According to the Paperwork Reduction Act of 1995, no persons are required to respond to a collection of information unless it displays a valid OMB control number. The valid OMB control number for this information collection is 0938-1066 (Expires: TBD). The time required to complete this information collection is estimated to average 12 minutes per response, including the time to review instructions, search existing data sources, gather the data needed, and complete and review the information collection. If you have any comments concerning the accuracy of the time estimate(s) or suggestions for improving this form, please write to: Centers for Medicare & Medicaid Services, 7500 Security Boulevard, Mail Stop C1-25-05, Baltimore, Maryland 21244-1850.




Survey Instructions

  • Answer all the questions by checking the box to the left of your answer.

  • You are sometimes told to skip over some questions in this survey.

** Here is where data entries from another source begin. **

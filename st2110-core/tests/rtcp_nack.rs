//! RX-side gap detection (`NackGenerator`, test scaffolding) feeding the
//! TX-side retransmit buffer (`RtcpTxBuffer`) across the wire-format
//! boundary, proving the two sides agree on FCI bitmask semantics.

use st2110_core::frame::Packet;
use st2110_core::rtcp::{NackGenerator, RtcpTxBuffer};
use st2110_wire::rtcp::RtcpNackHdr;

fn pkt(seq: u32) -> Packet {
    let mut p = Packet::pad(0);
    p.seq = seq;
    p
}

#[test]
fn a_dropped_packet_triggers_exactly_one_successful_retransmit() {
    let ssrc = 99;
    let mut tx = RtcpTxBuffer::new(ssrc, 64);
    let mut rx = NackGenerator::new(256);

    // TX transmits and buffers 0..=5, but the network drops seq 3 in transit.
    let sent: Vec<Packet> = (0..=5u32).map(pkt).collect();
    tx.buffer_sent(&sent);

    let received: Vec<&Packet> = sent.iter().filter(|p| p.seq != 3).collect();
    let mut fcis = Vec::new();
    for p in &received {
        fcis.extend(rx.on_packet(p.seq as u16));
    }
    assert_eq!(fcis.len(), 1);
    assert_eq!(rx.stats().lost_detected, 1);

    let hdr = RtcpNackHdr::new(ssrc);
    let mut resent_seqs = Vec::new();
    tx.handle_rtcp(&hdr, &fcis, |p| {
        resent_seqs.push(p.seq);
        true
    });

    assert_eq!(resent_seqs, vec![3]);
    assert_eq!(tx.stats().retransmit_succ, 1);
    assert_eq!(tx.stats().retransmit_fail_nobuf, 0);
}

When this happens you will see an arrow with a note that tells you what question to answer next, like this:

Yes If Yes, go to Q1 on Page 1.

No

Your Home Health Care

  1. According to our records, you got care from the home health agency, [AGENCY NAME]. Is that right?

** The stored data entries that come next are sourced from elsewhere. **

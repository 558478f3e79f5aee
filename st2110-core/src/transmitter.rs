//! Transmitter: a dedicated tasklet per session manager
//! that drains each session's packet ring into its bound TX queue,
//! pacing against `target_tsc` and inserting pad packets to hold the
//! HW send rate constant.

use crate::collab::ClockSource;
use crate::error::CoreError;
use crate::frame::Packet;
use crate::scheduler::tasklet::{TaskletOps, TaskletResult};
use crate::session::PacketRing;
use crate::txqueue::TxQueue;
use std::sync::Arc;
use std::time::{Duration, Instant};

pub struct TxHangThreshold {
    pub max_hang: Duration,
}

impl Default for TxHangThreshold {
    fn default() -> Self {
        Self { max_hang: Duration::from_millis(100) }
    }
}

/// One port's worth of transmit state for one session: the ring it
/// drains, the queue it bursts to, and hang/warmup bookkeeping.
pub struct PortTx {
    pub queue: Arc<dyn TxQueue>,
    pub bulk: u32,
    pub pad_interval: f64,
    pub pad_pkt_template: Packet,
    pub warm_pkts: u32,
    hang_since: Option<Instant>,
    hang_threshold: TxHangThreshold,
    inflight: Option<Packet>,
    pkts_since_pad: u32,
    warmed_up: bool,
}

impl PortTx {
    pub fn new(queue: Arc<dyn TxQueue>, bulk: u32, pad_interval: f64, warm_pkts: u32) -> Self {
        Self {
            queue,
            bulk,
            pad_interval,
            pad_pkt_template: Packet::pad(0),
            warm_pkts,
            hang_since: None,
            hang_threshold: TxHangThreshold::default(),
            inflight: None,
            pkts_since_pad: 0,
            warmed_up: false,
        }
    }

    /// Emit `warm_pkts` padding packets on an RL queue before the
    /// session's very first real packet is due.
    fn rl_warmup(&mut self) {
        if self.warmed_up {
            return;
        }
        self.warmed_up = true;
        if self.warm_pkts == 0 {
            return;
        }
        let pads: Vec<Packet> = (0..self.warm_pkts).map(|_| self.pad_pkt_template.clone()).collect();
        self.queue.burst(&pads);
    }

    /// Returns `Err(CoreError::TxHang)` once cumulative hang time
    /// exceeds the session's threshold.
    fn retry_inflight(&mut self, clock: &dyn ClockSource) -> Result<bool, CoreError> {
        let Some(pkt) = self.inflight.take() else {
            return Ok(true);
        };
        if clock.tsc_ns() < pkt.target_tsc {
            self.inflight = Some(pkt);
            return Ok(false);
        }
        let sent = self.queue.burst(std::slice::from_ref(&pkt));
        if sent == 1 {
            self.hang_since = None;
            return Ok(true);
        }
        self.inflight = Some(pkt);
        let since = *self.hang_since.get_or_insert_with(Instant::now);
        if since.elapsed() > self.hang_threshold.max_hang {
            return Err(CoreError::TxHang);
        }
        Ok(false)
    }

    fn tick(&mut self, ring: &mut PacketRing, clock: &dyn ClockSource) -> Result<TaskletResult, CoreError> {
        self.rl_warmup();

        if !self.retry_inflight(clock)? {
            return Ok(TaskletResult::HasPending);
        }

        let Some(first) = ring.peek() else {
            return Ok(TaskletResult::AllDone);
        };
        if clock.tsc_ns() < first.target_tsc {
            return Ok(TaskletResult::HasPending);
        }

        let mut batch = ring.pop_bulk(self.bulk as usize);
        batch.retain(|pkt| !pkt.is_dummy);
        self.pkts_since_pad += batch.len() as u32;
        if self.pad_interval > 0.0 && self.pkts_since_pad as f64 >= self.pad_interval {
            batch.push(self.pad_pkt_template.clone());
            self.pkts_since_pad = 0;
        }

        let sent = self.queue.burst(&batch);
        if sent < batch.len() {
            self.inflight = Some(batch.swap_remove(sent));
        }

        Ok(TaskletResult::HasPending)
    }
}

/// One session's transmit state across its 1-2 bound ports (2 for
/// ST 2022-7 redundant transmit).
pub struct SessionTx {
    pub ports: Vec<PortTx>,
}

/// The dedicated per-scheduler transmitter tasklet:
/// owns no rings itself, it is handed the live session list by the
/// manager each tick.
pub struct Transmitter {
    clock: Arc<dyn ClockSource>,
    sessions: Vec<(SessionTx, Vec<PacketRing>)>,
}

impl Transmitter {
    pub fn new(clock: Arc<dyn ClockSource>) -> Self {
        Self { clock, sessions: Vec::new() }
    }

    pub fn add_session(&mut self, tx: SessionTx, rings: Vec<PacketRing>) -> usize {
        self.sessions.push((tx, rings));
        self.sessions.len() - 1
    }

    pub fn remove_session(&mut self, idx: usize) {
        if idx < self.sessions.len() {
            self.sessions.remove(idx);
        }
    }

    /// Access a session's TX-side ring, so the owning builder can hand
    /// off newly-built packets into it each tick.
    pub fn ring_mut(&mut self, session_idx: usize, port_idx: usize) -> Option<&mut PacketRing> {
        self.sessions.get_mut(session_idx).and_then(|(_, rings)| rings.get_mut(port_idx))
    }

    fn drain_ring(&mut self, session_idx: usize, port_idx: usize) -> TaskletResult {
        let clock = Arc::clone(&self.clock);
        let Some((tx, rings)) = self.sessions.get_mut(session_idx) else {
            return TaskletResult::AllDone;
        };
        let (Some(port), Some(ring)) = (tx.ports.get_mut(port_idx), rings.get_mut(port_idx)) else {
            return TaskletResult::AllDone;
        };
        match port.tick(ring, clock.as_ref()) {
            Ok(r) => r,
            Err(CoreError::TxHang) => {
                port.queue.fatal_error();
                TaskletResult::Fatal
            }
            Err(_) => TaskletResult::Fatal,
        }
    }
}

impl TaskletOps for Transmitter {
    fn name(&self) -> &str {
        "transmitter"
    }

    fn handler(&mut self) -> TaskletResult {
        let mut has_pending = false;
        for session_idx in 0..self.sessions.len() {
            let port_count = self.sessions[session_idx].0.ports.len();
            for port_idx in 0..port_count {
                match self.drain_ring(session_idx, port_idx) {
                    TaskletResult::HasPending => has_pending = true,
                    TaskletResult::Fatal => has_pending = true,
                    TaskletResult::AllDone => {}
                }
            }
        }
        if has_pending {
            TaskletResult::HasPending
        } else {
            TaskletResult::AllDone
        }
    }
}

#[cfg(test)]
mod tests {
    use super::*;
    use crate::txqueue::LoopbackTxQueue;

    struct FixedClock(std::sync::atomic::AtomicU64);
    impl ClockSource for FixedClock {
        fn ptp_time_ns(&self, _port: u16) -> u64 {
            0
        }
        fn tsc_ns(&self) -> u64 {
            self.0.load(std::sync::atomic::Ordering::SeqCst)
        }
    }

    #[test]
    fn drains_a_ready_packet_into_the_queue() {
        let clock: Arc<dyn ClockSource> = Arc::new(FixedClock(std::sync::atomic::AtomicU64::new(100)));
        let mut transmitter = Transmitter::new(Arc::clone(&clock));
        let queue = Arc::new(LoopbackTxQueue::new(1));
        let port = PortTx::new(queue.clone(), 4, 0.0, 0);
        let mut ring = PacketRing::new(16);
        ring.push(Packet::new_test(0, 0)).unwrap();
        let idx = transmitter.add_session(SessionTx { ports: vec![port] }, vec![ring]);
        let result = transmitter.drain_ring(idx, 0);
        assert_eq!(result, TaskletResult::HasPending);
        assert_eq!(queue.sent_count(), 1);
    }

    #[test]
    fn packet_not_yet_due_is_left_on_the_ring() {
        let clock: Arc<dyn ClockSource> = Arc::new(FixedClock(std::sync::atomic::AtomicU64::new(0)));
        let mut transmitter = Transmitter::new(Arc::clone(&clock));
        let queue = Arc::new(LoopbackTxQueue::new(1));
        let port = PortTx::new(queue.clone(), 4, 0.0, 0);
        let mut ring = PacketRing::new(16);
        ring.push(Packet::new_test(0, 1_000_000)).unwrap();
        let idx = transmitter.add_session(SessionTx { ports: vec![port] }, vec![ring]);
        transmitter.drain_ring(idx, 0);
        assert_eq!(queue.sent_count(), 0);
    }

    #[test]
    fn sustained_burst_failure_marks_the_queue_fatal() {
        let clock: Arc<dyn ClockSource> = Arc::new(FixedClock(std::sync::atomic::AtomicU64::new(100)));
        let mut transmitter = Transmitter::new(Arc::clone(&clock));
        let queue = Arc::new(LoopbackTxQueue::new(1));
        queue.fatal_error();
        let mut port = PortTx::new(queue.clone(), 4, 0.0, 0);
        port.hang_threshold.max_hang = Duration::from_millis(0);
        let mut ring = PacketRing::new(16);
        ring.push(Packet::new_test(0, 0)).unwrap();
        let idx = transmitter.add_session(SessionTx { ports: vec![port] }, vec![ring]);
        // first tick puts it inflight
        transmitter.drain_ring(idx, 0);
        std::thread::sleep(Duration::from_millis(1));
        let result = transmitter.drain_ring(idx, 0);
        assert_eq!(result, TaskletResult::Fatal);
    }
}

As you answer the questions in this survey, think only about your experience with this agency.

  1. Yes

  2. No If No, please stop and return the survey in the envelope provided.

  1. When you first started getting home health care from this agency, did someone from the agency tell you what care and services you would get?

  1. Yes

  2. No

  3. Do not remember

  1. When you first started getting home health care from this agency, did someone from the agency talk with you about how to set up your home so you can move around safely?

  1. Yes

  2. No

  3. Do not remember

  1. When you started getting home health care from this agency, did someone from the agency talk with you about all the prescription and over-the-counter medicines you were taking?

  1. Yes

  2. No

  3. Do not remember

  1. When you started getting home health care from this agency, did someone from the agency ask to see all the prescription and over-the-counter medicines you were taking?

  1. Yes

  2. No

  3. Do not remember

Your Care from Home Health Providers in the Last 2 Months

These next questions are about all the different staff from [AGENCY NAME] who gave you care in the last 2 months. Do not include care you got from staff from another home health care agency. Do not include care you got from family or friends.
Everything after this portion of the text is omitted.